А может быть, Пелид просто подготавливал себе запасной вариант. Не получится пробиться на Олимп, тогда он сядет на трон в Микенах. Если, конечно, Аполлон его раньше не уконтропупит. Или Одиссей. Или Гектор. Или еще кто-нибудь. Недоброжелателей у потенциального олимпийца хоть отбавляй.

Свято место пусто не бывает, сказал Зевс. Но если место павшего от руки Диомеда Ареса он застолбил для Пелида, то кого он прочит в преемники Аполлона? И зачем ему вообще смерть еще одного своего сына?

Считается, что пути богов неисповедимы, но эти боги были слишком похожи на людей.
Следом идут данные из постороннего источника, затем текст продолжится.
//! Import helpers for simplifying resource import implementations

use crate::context::Context;
use crate::resource::{ImportResourceStateRequest, ImportResourceStateResponse, ImportedResource};
use crate::types::{AttributePath, Diagnostic, Dynamic, DynamicValue};
use std::collections::HashMap;

/// Sets the import ID to a single attribute of an otherwise empty state
///
/// Every other attribute is left for the read that Terraform runs right after
/// the import. Example: ID "tbl-123" -> state.id = "tbl-123"
pub fn import_state_passthrough_id(
    _ctx: &Context,
    attr_path: AttributePath,
    request: &ImportResourceStateRequest,
    response: &mut ImportResourceStateResponse,
) {
    if request.id.is_empty() {
        response.diagnostics.push(
            Diagnostic::error(
                "Missing import ID",
                "An import ID is required to import this resource",
            )
            .with_attribute(attr_path),
        );
        return;
    }

    let mut state = DynamicValue::new(Dynamic::Map(HashMap::new()));

    if let Err(e) = state.set_string(&attr_path, request.id.clone()) {
        response.diagnostics.push(
            Diagnostic::error(
                format!("Failed to set import ID: {}", e),
                format!(
                    "Could not set attribute '{}' to value '{}'",
                    attr_path, request.id
                ),
            )
            .with_attribute(attr_path),
        );
        return;
    }

    response.imported_resources.push(ImportedResource {
        type_name: request.type_name.clone(),
        state,
    });
}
Заговоры, удары в спину, убийства чужими руками…

Диомед догадывался, что мы с Одиссеем знаем о заказе Зевса на Патрокла, однако никогда не упоминал этой темы вслух, поэтому молчали и мы. Одиссей пытался обсудить это со мной, когда мы остались наедине, но я не стал выкладывать ему свои соображения.

Хотя, на мой взгляд, определенная логика в действиях Громовержца прослеживалась.

Ахилл был бешен в бою, и единственным сдерживающим его фактором был Патрокл. Патрокл выводил Пелида из боевого безумия, на Патрокла у Ахилла никогда не поднималась рука, Патрокл мешал сыну Пелея стать богом, и потому Патрокл должен был умереть. Конечно, с просьбой убить Патрокла было бы логичнее обратиться к кому-нибудь из троянцев, но именно Зевс обрек их город на гибель, а потому не думаю, чтобы там серьезно отнеслись к его волеизъявлению.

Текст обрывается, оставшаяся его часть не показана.